22nd June 2023
As you’ll know only too well, placing specialist contractors in countries around the world can be a challenging – and potentially risky – business. Navigating tax legislation in foreign languages requires an expert ability and that’s before we factor in the introduction of new laws and regulations that agencies must keep up to speed with. That’s why we’ve looked at some of the latest stories and potential legal shifts from around the world to ensure staffing firms avoid major fines and even prison sentences in some cases.
Central figure in German tax evasion scandal convicted in 2nd case
In Germany a key figure in an ongoing tax evasion scandal was convinced and sentenced to more than eight years in prison, marking the second verdict against him in the past few months. Wiesbaden state court handed out the significant sentence to former tax inspector turned legal tax expert, Hanno Berger for three counts of tax evasion as well as confiscating nearly $1.2m of his assets. Berger has been involved in the ‘Cum-Ex’ scandal which ran between 2006 and 2008 and led to unwarranted tax rebates of 113m and involved investment bankers swapping shares to collect multiple dividend pay-outs for taxes that had only been paid once. The scandal has led to a number of subsequent legal cases and is expected to lead to further prison sentences for those involved. It highlights the extent to which authorities in Germany, and other countries, are willing to go in order to clamp down on non-compliance in any form and should act as a warning to firms operating here.

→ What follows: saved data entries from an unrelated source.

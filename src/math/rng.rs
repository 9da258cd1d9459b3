//! Deterministic seeded RNG for tie-breaking.
//!
//! Merge decisions must be reproducible per model seed, so this is a tiny
//! splitmix-style generator rather than a full entropy source.

/// Deterministic pseudo-random generator seeded from a model's merge seed.
#[derive(Clone, Debug)]
pub struct SeededRng {
    state: u64,
}

impl SeededRng {
    /// Create a generator from a seed. Equal seeds yield equal sequences.
    pub fn new(seed: u64) -> Self {
        // Avoid the all-zero fixpoint
        Self { state: seed.wrapping_add(0x9E3779B97F4A7C15) }
    }

    /// Next 64 random bits.
    pub fn next_u64(&mut self) -> u64 {
        self.state = self.state.wrapping_add(0x9E3779B97F4A7C15);
        let mut z = self.state;
        z = (z ^ (z >> 30)).wrapping_mul(0xBF58476D1CE4E5B9);
        z = (z ^ (z >> 27)).wrapping_mul(0x94D049BB133111EB);
        z ^ (z >> 31)
    }

    /// Uniform index in `0..n`. `n` must be non-zero.
    pub fn gen_index(&mut self, n: usize) -> usize {
        (self.next_u64() % n as u64) as usize
    }

    /// Fisher-Yates shuffle.
    pub fn shuffle<T>(&mut self, items: &mut [T]) {
        for i in (1..items.len()).rev() {
            let j = self.gen_index(i + 1);
            items.swap(i, j);
        }
    }
}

France to use spies and wire-tapping to track down tax evaders
France is another country that’s clearly not to be crossed if recent reports are anything to go by as the country is seeking to create a fiscal tax intelligence service to root out those suspected of defrauding the tax authorities. According to Public Accounts Minister, Gabriel Attal, “Our priority is to make the ultra-rich and the multinationals who commit fraud pay what they owe.” The newly formed service will recruit human sources for financial firms and will pay them to source information on any non-compliant activity using methods like wiretapping. It will focus specifically on firms leveraging situations where auditing tools are impended, like funds being hidden in tax havens and through opaque trust models. The government plans to train 100 ‘elite agents’ by 2027 with many coming from existing tax services, while the number of audits will increase by 25% with a greater focus on larger firms and estates. In addition, there are also plans in place to make incitement to tax fraud a legal offence and to sentence individuals who share or sell tax evasion tips up to three years in prison. While many countries talk a good game, this move by the French government highlights just how seriously it is tackling tax evaders both at an individual and corporate level.
Crackdown on a Lithuanian criminal network involved in large-scale food fraud and tax evasion
Meanwhile, in Lithuania, a joint operation by domestic authorities working with other government groups from Estonia, France and Germany, has dismantled an organised crime group suspected of large-scale VAT fraud. The investigation has led to the arrests of 24 suspects and included 70 searches and inspections of warehouses and other property. The group is believed to have purchased millions of expired food products and other goods before altering the expiry dates and reselling them to the Lithuanian market. They are suspected of obtaining over 1m through the activity after allegedly keeping fake accounting records to hide the real values and to avoid paying taxes. The joint action shown to tackle this group should highlight to organisations what authorities are willing to do in order to crack down on any suspected illegal activity, even if it is taking place across different jurisdictions.
Banks in the Netherlands still not doing enough to fight tax avoidance
And finally, according to a new study by the Fair Bank Guide, the majority of Dutch banks are still not doing enough to tackle tax avoidance by business customers. Five of the eight firms studied scored poorly on tax avoidance including ABN Amro, ING, and Rabobank, with the authors of the report suggesting that they do not ask companies they finance to be open about tax payments and agreements with other authorities. While these findings suggest that banks could do more to tackle evasion and avoidance, it’s highly likely that they will also drive all Dutch banks to ramp up their compliance efforts in order to tackle firms acting illegally. Agencies operating in the Netherlands should therefore be alert to any new legislative changes and increased anti-evasion and avoidance pressure in the coming months.
While these stories highlight a selection of some of the major cases from recent weeks, there are dozens of other examples of authorities stepping up pressure on any individual or organisation suspected of non-compliance. If your firm places talent overseas and is at all uncertain about its legal position then ensure you speak to an expert before it’s too late.